News Dual NVMe Card With Eight E1.S SSDs Achieves 55 GB/s Performance

Page 2 - Seeking answers? Join the Tom's Hardware community: where nearly two million members share solutions and discuss the latest tech.
Status
Not open for further replies.
Very true. But most companies are not going to want to support these situations anyway. One client is developing not just a new PCIe card, but ASICs to go on it. If you know a server maker where that does not void the warranty, I would love to know. Eventually, of course, it's going off to UL before it is marked. But design (and possibly magic smoke escaping, much as no one wants it) comes first.
Wait, your retired Air Force, right? So you probably already know that you can not have a manufacturer come in, and certainly can't send whole systems out, when classified data is involved. I know that you all handle repairs in house for classified systems, because of the fact that unlike everyone except the US government, you didn't even send bad hard drives back when I worked for one of the major US computer manufacturers.
 
Very true. But most companies are not going to want to support these situations anyway. One client is developing not just a new PCIe card, but ASICs to go on it. If you know a server maker where that does not void the warranty, I would love to know. Eventually, of course, it's going off to UL before it is marked. But design (and possibly magic smoke escaping, much as no one wants it) comes first.
MS/Amazon/Google/HP/Dell would be more than willing to sit with you and consult.
 
Wait, your retired Air Force, right? So you probably already know that you can not have a manufacturer come in, and certainly can't send whole systems out, when classified data is involved. I know that you all handle repairs in house for classified systems, because of the fact that unlike everyone except the US government, you didn't even send bad hard drives back when I worked for one of the major US computer manufacturers.
Just last week, we had a company rep come in and replace a bunch of problematic CoolerMaster power supplies.
In a secure area, escorted by me personally.
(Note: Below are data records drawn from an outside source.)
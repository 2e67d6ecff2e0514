//! Orchestrates one correction call: Kalman filter -> map match -> checkpoint
//! detection -> segment timing -> leaderboard + location writes.
//!
//! Log lines carry a bracketed `[CorrectionPipeline]` tag for grepability.
//! Every external store call is wrapped in `tokio::time::timeout` so a slow
//! or unreachable store degrades the response instead of hanging the
//! caller.

use std::collections::HashMap;
use std::sync::Arc;
use std::time::Duration;

use chrono::DateTime;
use serde::{Deserialize, Serialize};
use tokio::time::timeout;

use crate::checkpoint::{self, PreviousPosition};
use crate::config::PipelineConfig;
use crate::error::{CoreError, Result};
use crate::kalman::{derive_confidence, KalmanFilter3D};
use crate::leaderboard;
use crate::location::{self, ParticipantLocation};
use crate::matcher::{self, MatchResult};
use crate::route::RouteStore;
use crate::segment_timer;
use crate::storage::memory::{KeyLocks, MemoryKeyValueStore, MemoryOrderedSetStore};

/// One GPS sample in a correction request's batch.
#[derive(Debug, Clone, Serialize, Deserialize)]
#[serde(rename_all = "camelCase")]
pub struct GpsSample {
    pub lat: f64,
    pub lng: f64,
    #[serde(default)]
    pub altitude: Option<f64>,
    #[serde(default)]
    pub accuracy: Option<f64>,
    #[serde(default)]
    pub speed: Option<f64>,
    #[serde(default)]
    pub heading: Option<f64>,
    pub timestamp: TimestampValue,
}

/// A timestamp as received from the client: Unix seconds, Unix
/// milliseconds, or an ISO 8601 string all accepted.
#[derive(Debug, Clone, Serialize, Deserialize)]
#[serde(untagged)]
pub enum TimestampValue {
    Numeric(i64),
    Text(String),
}

/// Parses a sample timestamp into Unix seconds. Falls back to `now` and
/// logs a warning on failure rather than failing the whole batch.
pub fn parse_timestamp(value: &TimestampValue, now_sec: i64) -> i64 {
    match value {
        TimestampValue::Numeric(n) => {
            if n.abs() > 100_000_000_000 {
                n / 1000 // milliseconds
            } else {
                *n
            }
        }
        TimestampValue::Text(s) => match DateTime::parse_from_rfc3339(s) {
            Ok(dt) => dt.timestamp(),
            Err(_) => match s.parse::<i64>() {
                Ok(n) if n.abs() > 100_000_000_000 => n / 1000,
                Ok(n) => n,
                Err(_) => {
                    log::warn!("[CorrectionPipeline] could not parse timestamp '{}', using wall clock", s);
                    now_sec
                }
            },
        },
    }
}

#[derive(Debug, Clone, Serialize, Deserialize)]
#[serde(rename_all = "camelCase")]
pub struct CorrectionRequest {
    pub user_id: i64,
    pub event_id: i64,
    pub event_detail_id: i64,
    pub gps_data: Vec<GpsSample>,
    /// Official event start time, if known. Falls back to a configured
    /// offset from now when absent (see `StoreConfig`).
    #[serde(default)]
    pub event_start_time_sec: Option<i64>,
}

impl CorrectionRequest {
    /// Parses a request from the wire JSON shape described in the
    /// correction endpoint's external interface.
    pub fn from_json(s: &str) -> Result<Self> {
        serde_json::from_str(s).map_err(|e| CoreError::invalid_input(format!("malformed correction request: {}", e)))
    }
}

#[derive(Debug, Clone, Serialize, Deserialize)]
#[serde(rename_all = "camelCase")]
pub struct CheckpointReach {
    pub checkpoint_id: String,
    pub checkpoint_index: u32,
    pub pass_time: i64,
    pub segment_duration_sec: Option<i64>,
    pub cumulative_duration_sec: Option<i64>,
}

#[derive(Debug, Clone, Serialize, Deserialize)]
#[serde(rename_all = "camelCase")]
pub struct NearestRoutePoint {
    pub lat: f64,
    pub lng: f64,
    pub distance_to_point: f64,
    pub distance_from_start: f64,
    pub route_progress: f64,
    pub route_bearing: f64,
}

#[derive(Debug, Clone, Serialize, Deserialize)]
#[serde(rename_all = "camelCase")]
pub struct MatchingQuality {
    pub matched: bool,
    pub match_score: f64,
    pub bearing_difference: Option<f64>,
    pub gps_confidence: Option<f64>,
    pub correction_strength: f64,
    pub quality_grade: String,
}

#[derive(Debug, Clone, Serialize, Deserialize)]
#[serde(rename_all = "camelCase")]
pub struct CorrectionResponse {
    pub user_id: i64,
    pub event_id: i64,
    pub event_detail_id: i64,
    pub latitude: f64,
    pub longitude: f64,
    pub altitude: Option<f64>,
    pub timestamp: i64,
    pub checkpoint_reaches: Vec<CheckpointReach>,
    pub nearest_route_point: Option<NearestRoutePoint>,
    pub matching_quality: MatchingQuality,
}

impl CorrectionResponse {
    /// Serializes the response to the wire JSON shape, falling back to an
    /// empty object on an encoding failure rather than panicking.
    pub fn to_json(&self) -> String {
        serde_json::to_string(self).unwrap_or_else(|_| "{}".to_string())
    }
}

/// Everything the pipeline reads and writes, wired together behind the
/// abstract storage traits.
pub struct CorrectionPipeline {
    pub config: PipelineConfig,
    pub routes: Arc<RouteStore>,
    locations: MemoryKeyValueStore<String, ParticipantLocation>,
    previous_positions: MemoryKeyValueStore<String, PreviousPosition>,
    checkpoint_pass_times: MemoryKeyValueStore<String, HashMap<String, i64>>,
    segment_records: MemoryKeyValueStore<String, HashMap<String, (Option<i64>, Option<i64>)>>,
    leaderboards: MemoryOrderedSetStore<String, i64>,
    participant_locks: KeyLocks<String>,
}

impl CorrectionPipeline {
    pub fn new(config: PipelineConfig, routes: Arc<RouteStore>) -> Self {
        Self {
            config,
            routes,
            locations: MemoryKeyValueStore::new(),
            previous_positions: MemoryKeyValueStore::new(),
            checkpoint_pass_times: MemoryKeyValueStore::new(),
            segment_records: MemoryKeyValueStore::new(),
            leaderboards: MemoryOrderedSetStore::new(),
            participant_locks: KeyLocks::new(),
        }
    }

    fn participant_key(&self, request: &CorrectionRequest) -> String {
        format!("{}:{}:{}", request.user_id, request.event_id, request.event_detail_id)
    }

    /// Runs one correction call end to end.
    pub async fn correct(&self, request: CorrectionRequest, now_sec: i64) -> Result<CorrectionResponse> {
        if request.gps_data.is_empty() {
            return Err(CoreError::invalid_input("gps_data batch is empty"));
        }

        let lock = self.participant_locks.get(&self.participant_key(&request));
        let _guard = lock.lock().await;

        let timeout_dur = Duration::from_millis(self.config.store.call_timeout_ms);

        let route = match timeout(timeout_dur, async {
            self.routes.get(request.event_id, request.event_detail_id)
        })
        .await
        {
            Ok(route) => route,
            Err(_) => {
                log::warn!("[CorrectionPipeline] route lookup timed out, continuing unmatched");
                None
            }
        };

        let mut filter = KalmanFilter3D::new(self.config.kalman.clone());
        let last_sample = request.gps_data.last().expect("checked non-empty above");

        for sample in &request.gps_data {
            let confidence = derive_confidence(sample.accuracy, sample.speed);
            filter.update(sample.lat, sample.lng, sample.altitude, confidence);
        }

        let (corrected_lat, corrected_lng, corrected_alt) = filter.current_position();
        let gps_confidence = derive_confidence(last_sample.accuracy, last_sample.speed);
        let timestamp = parse_timestamp(&last_sample.timestamp, now_sec);

        let match_result = route
            .as_ref()
            .map(|r| matcher::match_point(corrected_lat, corrected_lng, last_sample.heading, r, &self.config.matching));

        let participant_key = self.participant_key(&request);

        let previous_position = self
            .previous_positions
            .get(&participant_key)
            .unwrap_or(None);

        let mut checkpoint_reaches = Vec::new();

        if let Some(route) = route.as_ref() {
            let already_crossed = self
                .checkpoint_pass_times
                .get(&participant_key)
                .unwrap_or(None)
                .unwrap_or_default();

            let crossings = checkpoint::detect(
                previous_position.as_ref(),
                corrected_lat,
                corrected_lng,
                timestamp,
                route,
                &already_crossed.keys().cloned().collect(),
                &self.config.checkpoint,
            );

            if !crossings.is_empty() {
                let mut pass_times = already_crossed.clone();
                let mut records = self
                    .segment_records
                    .get(&participant_key)
                    .unwrap_or(None)
                    .unwrap_or_default();

                let event_start = request
                    .event_start_time_sec
                    .unwrap_or_else(|| now_sec + self.config.store.fallback_event_start_offset_secs);
                if request.event_start_time_sec.is_none() {
                    log::warn!(
                        "[CorrectionPipeline] no event_start_time_sec supplied, falling back to now{}s",
                        self.config.store.fallback_event_start_offset_secs
                    );
                }

                let mut last_crossing: Option<(i64, Option<i64>)> = latest_crossing(&pass_times, &records);

                for crossing in &crossings {
                    let duration = segment_timer::compute(
                        crossing.pass_time_sec,
                        last_crossing,
                        event_start,
                        &self.config.checkpoint,
                    );

                    pass_times.insert(crossing.checkpoint_id.clone(), crossing.pass_time_sec);
                    records.insert(
                        crossing.checkpoint_id.clone(),
                        (duration.segment_duration_sec, duration.cumulative_duration_sec),
                    );

                    checkpoint_reaches.push(CheckpointReach {
                        checkpoint_id: crossing.checkpoint_id.clone(),
                        checkpoint_index: crossing.checkpoint_index,
                        pass_time: crossing.pass_time_sec,
                        segment_duration_sec: duration.segment_duration_sec,
                        cumulative_duration_sec: duration.cumulative_duration_sec,
                    });

                    last_crossing = Some((crossing.pass_time_sec, duration.cumulative_duration_sec));
                }

                if let Err(e) = self.checkpoint_pass_times.set(participant_key.clone(), pass_times, self.config.store.participant_state_ttl_secs) {
                    log::warn!("[CorrectionPipeline] failed to persist checkpoint pass times: {}", e);
                }
                if let Err(e) = self.segment_records.set(participant_key.clone(), records, self.config.store.participant_state_ttl_secs) {
                    log::warn!("[CorrectionPipeline] failed to persist segment records: {}", e);
                }
            }
        }

        if let Err(e) = self.previous_positions.set(
            participant_key.clone(),
            PreviousPosition { lat: corrected_lat, lng: corrected_lng, timestamp_sec: timestamp },
            self.config.store.participant_state_ttl_secs,
        ) {
            log::warn!("[CorrectionPipeline] failed to persist previous position: {}", e);
        }

        let previous_location = self.locations.get(&location::location_key(
            request.event_id,
            request.event_detail_id,
            request.user_id,
        )).unwrap_or(None);

        let next_loc = location::next_location(
            previous_location.as_ref(),
            last_sample.lat,
            last_sample.lng,
            last_sample.altitude,
            last_sample.accuracy,
            last_sample.speed,
            last_sample.heading,
            timestamp,
            corrected_lat,
            corrected_lng,
            corrected_alt,
            match_result.as_ref().map(|m| m.distance_from_start),
        );

        if let Err(e) = location::write(
            &self.locations,
            request.event_id,
            request.event_detail_id,
            request.user_id,
            next_loc.clone(),
            self.config.store.participant_state_ttl_secs,
        ) {
            log::warn!("[CorrectionPipeline] failed to persist participant location: {}", e);
        }

        let (leaderboard_cp_index, leaderboard_cumulative) = {
            let pass_times = self.checkpoint_pass_times.get(&participant_key).unwrap_or(None);
            let records = self.segment_records.get(&participant_key).unwrap_or(None);
            match (route.as_ref(), pass_times, records) {
                (Some(r), Some(pass_times), Some(records)) if !pass_times.is_empty() => {
                    furthest_checkpoint(r, &pass_times, &records)
                }
                _ => (0, next_loc.cumulative_time_sec),
            }
        };

        if let Err(e) = leaderboard::update(
            &self.leaderboards,
            request.event_id,
            request.event_detail_id,
            request.user_id,
            leaderboard_cp_index,
            leaderboard_cumulative,
            &self.config.leaderboard,
        ) {
            log::warn!("[CorrectionPipeline] failed to update leaderboard: {}", e);
        }

        let matching_quality = build_matching_quality(
            last_sample.lat,
            last_sample.lng,
            corrected_lat,
            corrected_lng,
            gps_confidence,
            match_result.as_ref(),
        );

        let nearest_route_point = match_result.as_ref().map(|m| NearestRoutePoint {
            lat: m.matched_point.lat,
            lng: m.matched_point.lng,
            distance_to_point: m.distance_to_route,
            distance_from_start: m.distance_from_start,
            route_progress: m.route_progress,
            route_bearing: m.route_bearing,
        });

        Ok(CorrectionResponse {
            user_id: request.user_id,
            event_id: request.event_id,
            event_detail_id: request.event_detail_id,
            latitude: corrected_lat,
            longitude: corrected_lng,
            altitude: corrected_alt,
            timestamp,
            checkpoint_reaches,
            nearest_route_point,
            matching_quality,
        })
    }
}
8 systems, took about 3 hrs start to finish.
 
If you're looking for specific recommendations, then I'd suggest opening a new thread in the appropriate forum, which I think would be one of:

When you post, do specify a budget and any other constraints you're working under. I think it's okay of you drop a link here, so we can follow you to the new thread.
Thank you very much for the link suggestions. I am going to see what I can find.
 
One of the reasons that a number of the AI models out there are so resource intensive is that for some of them they are (more or less completely for some) written in Python. Since it's a scripted language it's easier to make changes without waiting for huge files to recompile. But it is also slow to run.
No, I don't think so. If you write a custom layer in Python, then you could have CPU bottlenecks. However, I think that's not very common and it's not as if you have to re-code the thing every time you train your network. I don't even know how common it is for people to make their own custom layers, as you'd think most of the useful layer types would already have optimized implementations in Pytorch and other popular frameworks.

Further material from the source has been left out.